While Hong Kong isn’t rated as one of the top surfing locations in the world, it has its share of beaches that provide a good range of challenges for beginner to advanced wave riders. Some of the most popular spots include Pui O, Tai Wan, Ham Tin, Sai Wan and, of course, Big Wave Bay.
Over at Treasure Island on Pui O Beach, Emmerson Cosgrove teaches youngsters the basics of surfing during the Hong Kong surf season from June to August. He’s an advocate for the sport as a great way to keep fit while having fun.
“You definitely get fit from surfing,” explains Emmerson. “You do a lot of swimming, and it’s about 90% paddling and 10% surfing, so you get a good workout.”
Getting that surfer bod
It’s clear that surfers are doing something right when it comes to fitness, after all they get to have great bodies without ever heading to the gym. Emmerson is quick to explain that surfing requires dedication, hard work and coordination, as well as that fabled free-spirited attitude, and that it will quickly whip you into shape.
In order to surf in, you have first to paddle out, and the act of paddling a board against the waves provides an intense upperbody workout that targets the muscles of the shoulders and back. A strong upper body is also developed through repeated ‘pop-ups,’ a staple move of every surfer’s repertoire.
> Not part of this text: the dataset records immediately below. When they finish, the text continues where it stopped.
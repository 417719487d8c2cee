pub mod coaccusals;

use anyhow::{Context, Result};
use async_trait::async_trait;
use serde_json::Value;
use tracing::info;

use crate::{
    queries::{Document, SqlExecutor},
    search::{BulkAction, SearchBackend},
};

pub use coaccusals::CoaccusalsIndexer;

/// Turns database rows into documents of one doc type under one alias.
#[async_trait]
pub trait Indexer: Send + Sync {
    /// Group name used to select indexers for a rebuild, e.g. `officers`.
    fn app(&self) -> &'static str;

    fn doc_type(&self) -> &'static str;

    /// Unprefixed alias the documents are served from.
    fn alias(&self) -> &'static str;

    /// When set, documents are appended to this array property of their parent instead
    /// of being indexed on their own.
    fn parent_doc_type_property(&self) -> Option<&'static str> {
        None
    }

    fn mapping(&self) -> Value;

    async fn extract(&self, executor: &dyn SqlExecutor) -> Result<Vec<Document>>;
}

fn document_id(doc: &Document) -> Option<String> {
    match doc.get("id")? {
        Value::Number(n) => Some(n.to_string()),
        Value::String(s) => Some(s.clone()),
        _ => None,
    }
}

pub fn bulk_actions(indexer: &dyn Indexer, docs: Vec<Document>, index: &str) -> Result<Vec<BulkAction>> {
    docs.into_iter()
        .map(|doc| {
            let id = document_id(&doc);
            match indexer.parent_doc_type_property() {
                Some(property) => {
                    let id = id.with_context(|| {
                        format!("{} document without id cannot join its parent", indexer.doc_type())
                    })?;
                    Ok(BulkAction::Upsert {
                        index: index.to_string(),
                        doc_type: indexer.doc_type().to_string(),
                        id,
                        property: property.to_string(),
                        doc,
                    })
                }
                None => Ok(BulkAction::Index {
                    index: index.to_string(),
                    doc_type: indexer.doc_type().to_string(),
                    id,
                    source: doc,
                }),
            }
        })
        .collect()
}

/// Extracts every document and writes it into `index` in chunks of `chunk_size`.
pub async fn reindex(
    indexer: &dyn Indexer,
    executor: &dyn SqlExecutor,
    backend: &dyn SearchBackend,
    index: &str,
    chunk_size: usize,
) -> Result<usize> {
    if indexer.parent_doc_type_property().is_none() {
        backend
            .put_mapping(index, indexer.doc_type(), &indexer.mapping())
            .await
            .with_context(|| format!("Failed creating mapping for {}", indexer.doc_type()))?;
    }

    let docs = indexer
        .extract(executor)
        .await
        .with_context(|| format!("Failed extracting {}", indexer.doc_type()))?;
    let actions = bulk_actions(indexer, docs, index)?;
    let total = actions.len();

    for chunk in actions.chunks(chunk_size.max(1)) {
        backend
            .bulk(chunk)
            .await
            .with_context(|| format!("Bulk write into {index} failed"))?;
    }

    info!(doc_type = %indexer.doc_type(), index = %index, docs = total, "Indexed documents");
    Ok(total)
}

#[cfg(test)]
mod tests {
    use std::sync::atomic::{AtomicUsize, Ordering};

    use serde_json::json;

    use super::*;
    use crate::{
        queries::executor::FakeExecutor,
        search::{SearchResult, SqliteBackend},
    };

    struct StaticIndexer {
        parent: Option<&'static str>,
        docs: Vec<Value>,
    }

    #[async_trait]
    impl Indexer for StaticIndexer {
        fn app(&self) -> &'static str {
            "test"
        }

        fn doc_type(&self) -> &'static str {
            "my_doc_type"
        }

        fn alias(&self) -> &'static str {
            "test"
        }

        fn parent_doc_type_property(&self) -> Option<&'static str> {
            self.parent
        }

        fn mapping(&self) -> Value {
            json!({"properties": {"a": {"type": "keyword"}}})
        }

        async fn extract(&self, _executor: &dyn SqlExecutor) -> Result<Vec<Document>> {
            Ok(self
                .docs
                .iter()
                .filter_map(|doc| doc.as_object().cloned())
                .collect())
        }
    }

    fn docs(values: Vec<Value>) -> Vec<Document> {
        values.into_iter().filter_map(|v| v.as_object().cloned()).collect()
    }

    #[test]
    fn index_action_without_id() {
        let indexer = StaticIndexer { parent: None, docs: Vec::new() };
        let actions = bulk_actions(&indexer, docs(vec![json!({"a": "b"})]), "new_index_name").unwrap();
        assert_eq!(
            actions,
            vec![BulkAction::Index {
                index: "new_index_name".into(),
                doc_type: "my_doc_type".into(),
                id: None,
                source: docs(vec![json!({"a": "b"})]).remove(0),
            }]
        );
    }

    #[test]
    fn index_action_takes_id_from_document() {
        let indexer = StaticIndexer { parent: None, docs: Vec::new() };
        let actions =
            bulk_actions(&indexer, docs(vec![json!({"a": "b", "id": 1})]), "new_index_name").unwrap();
        assert!(matches!(&actions[0], BulkAction::Index { id: Some(id), .. } if id == "1"));
    }

    #[test]
    fn parent_property_turns_into_upsert() {
        let indexer = StaticIndexer { parent: Some("children"), docs: Vec::new() };
        let actions =
            bulk_actions(&indexer, docs(vec![json!({"a": "b", "id": 1})]), "new_index_name").unwrap();
        assert_eq!(
            actions,
            vec![BulkAction::Upsert {
                index: "new_index_name".into(),
                doc_type: "my_doc_type".into(),
                id: "1".into(),
                property: "children".into(),
                doc: docs(vec![json!({"a": "b", "id": 1})]).remove(0),
            }]
        );

        assert!(bulk_actions(&indexer, docs(vec![json!({"a": "b"})]), "x").is_err());
    }

    struct CountingBackend {
        inner: SqliteBackend,
        bulk_calls: AtomicUsize,
        mappings: AtomicUsize,
    }

    #[async_trait]
    impl SearchBackend for CountingBackend {
        async fn create_index(&self, index: &str) -> SearchResult<()> {
            self.inner.create_index(index).await
        }

        async fn delete_index(&self, index: &str) -> SearchResult<()> {
            self.inner.delete_index(index).await
        }

        async fn index_exists(&self, index: &str) -> SearchResult<bool> {
            self.inner.index_exists(index).await
        }

        async fn put_mapping(&self, index: &str, doc_type: &str, mapping: &Value) -> SearchResult<()> {
            self.mappings.fetch_add(1, Ordering::SeqCst);
            self.inner.put_mapping(index, doc_type, mapping).await
        }

        async fn alias_targets(&self, alias: &str) -> SearchResult<Vec<String>> {
            self.inner.alias_targets(alias).await
        }

        async fn swap_alias(&self, alias: &str, new_index: &str) -> SearchResult<()> {
            self.inner.swap_alias(alias, new_index).await
        }

        async fn bulk(&self, actions: &[BulkAction]) -> SearchResult<()> {
            self.bulk_calls.fetch_add(1, Ordering::SeqCst);
            self.inner.bulk(actions).await
        }

        async fn reindex(
            &self,
            source: &str,
            dest: &str,
            doc_types: &[String],
            timeout: std::time::Duration,
        ) -> SearchResult<()> {
            self.inner.reindex(source, dest, doc_types, timeout).await
        }

        async fn refresh(&self, index: &str) -> SearchResult<()> {
            self.inner.refresh(index).await
        }

        async fn count(&self, index: &str) -> SearchResult<u64> {
            self.inner.count(index).await
        }
    }

    #[tokio::test]
    async fn reindex_writes_in_chunks() {
        let backend = CountingBackend {
            inner: SqliteBackend::open_in_memory().unwrap(),
            bulk_calls: AtomicUsize::new(0),
            mappings: AtomicUsize::new(0),
        };
        backend.create_index("idx").await.unwrap();
        let indexer = StaticIndexer {
            parent: None,
            docs: (1..=5).map(|id| json!({"id": id})).collect(),
        };

        let total = reindex(&indexer, &FakeExecutor::new(), &backend, "idx", 2)
            .await
            .unwrap();

        assert_eq!(total, 5);
        assert_eq!(backend.bulk_calls.load(Ordering::SeqCst), 3);
        assert_eq!(backend.mappings.load(Ordering::SeqCst), 1);
        assert_eq!(backend.count("idx").await.unwrap(), 5);
    }

    #[tokio::test]
    async fn parent_indexers_skip_mapping() {
        let backend = CountingBackend {
            inner: SqliteBackend::open_in_memory().unwrap(),
            bulk_calls: AtomicUsize::new(0),
            mappings: AtomicUsize::new(0),
        };
        backend.create_index("idx").await.unwrap();
        let indexer = StaticIndexer {
            parent: Some("children"),
            docs: vec![json!({"id": 1}), json!({"id": 1})],
        };

        reindex(&indexer, &FakeExecutor::new(), &backend, "idx", 1000)
            .await
            .unwrap();

        assert_eq!(backend.mappings.load(Ordering::SeqCst), 0);
        assert_eq!(
            backend.inner.get_document("idx", "my_doc_type", "1").await.unwrap(),
            Some(json!({"id": 1, "children": [{"id": 1}, {"id": 1}]}))
        );
    }
}
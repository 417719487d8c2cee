use std::collections::HashMap;

use serde_json::{Number, Value};

use crate::queries::Document;

#[derive(Debug, Clone, Default)]
pub struct PercentileOptions {
    pub percentile_type: String,
    pub key: Option<String>,
    pub percentile_rank: f64,
    pub decimal_places: u32,
}

impl PercentileOptions {
    pub fn new(percentile_type: impl Into<String>) -> Self {
        Self {
            percentile_type: percentile_type.into(),
            ..Self::default()
        }
    }

    pub fn key(mut self, key: impl Into<String>) -> Self {
        self.key = Some(key.into());
        self
    }

    pub fn percentile_rank(mut self, rank: f64) -> Self {
        self.percentile_rank = rank;
        self
    }

    pub fn decimal_places(mut self, places: u32) -> Self {
        self.decimal_places = places;
        self
    }

    fn name(&self) -> &str {
        self.key.as_deref().unwrap_or(&self.percentile_type)
    }
}

/// Ranks records by `metric_<name>` and writes `percentile_<name>` onto every record whose
/// rank reaches `percentile_rank`. Ties share the rank of the first record in their run.
///
/// Returns the annotated records in ascending metric order. Records without the metric are
/// left untouched.
pub fn percentile(records: &mut [Document], options: &PercentileOptions) -> Vec<Document> {
    let metric_field = format!("metric_{}", options.name());
    let percentile_field = format!("percentile_{}", options.name());

    let mut ranked = records
        .iter()
        .enumerate()
        .filter_map(|(idx, record)| record.get(&metric_field).and_then(Value::as_f64).map(|v| (idx, v)))
        .collect::<Vec<_>>();
    ranked.sort_by(|a, b| a.1.total_cmp(&b.1));

    let count = ranked.len() as f64;
    let mut previous: Option<f64> = None;
    let mut rank = 0.0;
    let mut annotated = Vec::new();

    for (position, (idx, value)) in ranked.into_iter().enumerate() {
        if previous.map_or(true, |prev| value > prev) {
            rank = 100.0 * position as f64 / count;
            previous = Some(value);
        }
        if rank >= options.percentile_rank {
            let record = &mut records[idx];
            record.insert(
                percentile_field.clone(),
                number(round_to(rank, options.decimal_places)),
            );
            annotated.push(record.clone());
        }
    }

    annotated
}

/// Copies `metric_<type>` values from `incoming` onto `objects` with the same id and
/// appends incoming records that have no counterpart.
pub fn merge_metric(
    mut objects: Vec<Document>,
    incoming: Vec<Document>,
    percentile_types: &[&str],
) -> Vec<Document> {
    let positions = objects
        .iter()
        .enumerate()
        .filter_map(|(idx, object)| record_id(object).map(|id| (id, idx)))
        .collect::<HashMap<_, _>>();

    for record in incoming {
        let Some(&idx) = record_id(&record).and_then(|id| positions.get(&id)) else {
            objects.push(record);
            continue;
        };
        for percentile_type in percentile_types {
            let field = format!("metric_{percentile_type}");
            if let Some(value) = record.get(&field) {
                objects[idx].insert(field, value.clone());
            }
        }
    }

    objects
}

fn record_id(record: &Document) -> Option<String> {
    match record.get("id")? {
        Value::Number(n) => Some(n.to_string()),
        Value::String(s) => Some(s.clone()),
        _ => None,
    }
}

fn round_to(value: f64, places: u32) -> f64 {
    if places == 0 {
        return value;
    }
    let factor = 10f64.powi(places as i32);
    (value * factor).round() / factor
}

fn number(value: f64) -> Value {
    Number::from_f64(value).map_or(Value::Null, Value::Number)
}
Surfing also demands high levels of flexibility and balance – getting up on the board is only half the battle. Once surfers have popped up, there’s plenty of work to be done to stay up. They need to use a lot of muscles at the same time to remain stable, and the core is nearly always engaged. This can result in a fantastic mind-muscle connection, as well as those famous ‘washboard abs.’
While strong abdominal muscles may look great on the beach, they also serve to protect the back from injury, keep the body stable and balanced, and shield vital organs from external damage.
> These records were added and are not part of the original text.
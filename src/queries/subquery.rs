use crate::queries::{
    error::{QueryError, QueryResult},
    fields::QueryField,
    query::Query,
    table::{ColumnKind, Table},
};

#[derive(Debug, Clone)]
enum Source {
    Query(Box<Query>),
    Table(Table),
}

/// A join target that is itself a query (or a bare table), matched on `on` against the
/// outer table's `left_on` column. `left_on` defaults to the outer primary key.
#[derive(Debug, Clone)]
pub struct Subquery {
    source: Source,
    on: String,
    left_on: Option<String>,
}

impl Subquery {
    /// The inner query gets a leading `on` column when it does not declare one.
    pub fn new(mut query: Query, on: impl Into<String>) -> Self {
        let on = on.into();
        if !query.spec.has_field(&on) {
            query
                .spec
                .fields
                .insert(0, (on.clone(), QueryField::column(&on)));
        }
        Self {
            source: Source::Query(Box::new(query)),
            on,
            left_on: None,
        }
    }

    pub fn table(table: Table, on: impl Into<String>) -> Self {
        Self {
            source: Source::Table(table),
            on: on.into(),
            left_on: None,
        }
    }

    pub fn left_on(mut self, column: impl Into<String>) -> Self {
        self.left_on = Some(column.into());
        self
    }

    pub fn on(&self) -> &str {
        &self.on
    }

    pub(crate) fn source_table(&self) -> Option<&Table> {
        match &self.source {
            Source::Table(table) => Some(table),
            Source::Query(_) => None,
        }
    }

    pub fn field_names(&self) -> Vec<String> {
        match &self.source {
            Source::Query(query) => query.spec.field_names(),
            Source::Table(table) => table.field_names(),
        }
    }

    pub fn field_kinds(&self) -> QueryResult<Vec<(String, Option<ColumnKind>)>> {
        match &self.source {
            Source::Query(query) => Ok(query
                .compile()?
                .fields
                .into_iter()
                .map(|field| {
                    let kind = field.kind();
                    (field.alias, kind)
                })
                .collect()),
            Source::Table(table) => Ok(table
                .columns()
                .iter()
                .map(|c| (c.name.clone(), Some(c.kind.clone())))
                .collect()),
        }
    }

    pub fn get_kind(&self, field: &str) -> QueryResult<Option<ColumnKind>> {
        self.field_kinds()?
            .into_iter()
            .find(|(name, _)| name == field)
            .map(|(_, kind)| kind)
            .ok_or_else(|| QueryError::UnknownField {
                relation: self.describe(),
                field: field.to_string(),
            })
    }

    pub fn query_body(&self) -> QueryResult<String> {
        match &self.source {
            Source::Query(query) => query.raw_query(),
            Source::Table(table) => Ok(table.name().to_string()),
        }
    }

    pub fn join_table(&self, alias: &str, table: &Table, table_alias: &str) -> QueryResult<String> {
        let left_on = self.left_on.as_deref().unwrap_or(table.primary_key());
        let target = match &self.source {
            Source::Query(_) => format!("( {} )", self.query_body()?),
            Source::Table(_) => self.query_body()?,
        };
        Ok(format!(
            "LEFT JOIN {target} {alias} ON {alias}.{} = {table_alias}.{left_on}",
            self.on
        ))
    }

    fn describe(&self) -> String {
        match &self.source {
            Source::Query(query) => format!("subquery on {}", query.spec.base_table.name()),
            Source::Table(table) => table.name().to_string(),
        }
    }
}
At the same time as developing a strong midsection, surfing can also be a tremendous workout for the legs, especially the large quadricep muscles of the upper leg. When standing on the board, a surfer’s legs are almost permanently flexed in order to maintain rigidity and stability. The result of this over time can be very strong and stable leg muscles.
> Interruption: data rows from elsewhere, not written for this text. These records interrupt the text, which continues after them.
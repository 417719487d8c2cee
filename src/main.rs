use std::{collections::HashMap, sync::Arc};

use anyhow::Result;
use cpdb_indexer::{
    app_router,
    config::{Config, SearchBackendKind},
    queue, rebuild, AppState,
};
use tokio::sync::{mpsc, RwLock};
use tracing::{info, warn};

#[tokio::main]
async fn main() -> Result<()> {
    tracing_subscriber::fmt()
        .with_env_filter(
            tracing_subscriber::EnvFilter::try_from_default_env()
                .unwrap_or_else(|_| "cpdb_indexer=info,tower_http=info".into()),
        )
        .init();

    let config = Config::from_env()?;
    if config.api_key_is_fallback {
        warn!("Using generated API key; set CPDB_INDEXER_API_KEY to call the rebuild API");
    }
    if config.search_backend == SearchBackendKind::Sqlite {
        if let Some(parent) = config.sqlite_index_path.parent() {
            tokio::fs::create_dir_all(parent).await?;
        }
    }
    let backend = queue::build_backend(&config)?;

    let (queue_tx, queue_rx) = mpsc::channel(config.queue_capacity);
    let state = AppState {
        config: config.clone(),
        jobs: Arc::new(RwLock::new(HashMap::new())),
        queue_tx,
        indexers: Arc::new(rebuild::registry()),
        backend,
    };

    queue::spawn_rebuild_worker(state.clone(), queue_rx);
    queue::spawn_cleanup_worker(state.clone());

    let app = app_router(state);

    let listener = tokio::net::TcpListener::bind(config.bind_addr).await?;
    info!("cpdb-indexer listening on {}", config.bind_addr);
    axum::serve(listener, app).await?;
    Ok(())
}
Another benefit of surfing as a tool for fitness is that it’s low-aerobic and low-impact. Despite requiring a lot of swimming and paddling, surfers can pretty much go at their own pace, and once up on the board, they aren’t in too much danger of impacting or stressing joints.
Despite its reputation as one of the trickier sports, Emmerson says surfing truly is something anyone can try… but don’t expect to be rushing into the water straight away.
“When teaching someone to surf, we go through all the basics… what the board is, the parts of it, how to lie down properly, paddling,” he says. “You can begin as young as five years old, and we practice on the sand first to make people feel more comfortable before they get on the water.”
5 benefits to surfing
1 It’s rewarding: Surfing has a relatively steep learning curve, so there’s a tremendous amount of satisfaction when you learn to stand on the board.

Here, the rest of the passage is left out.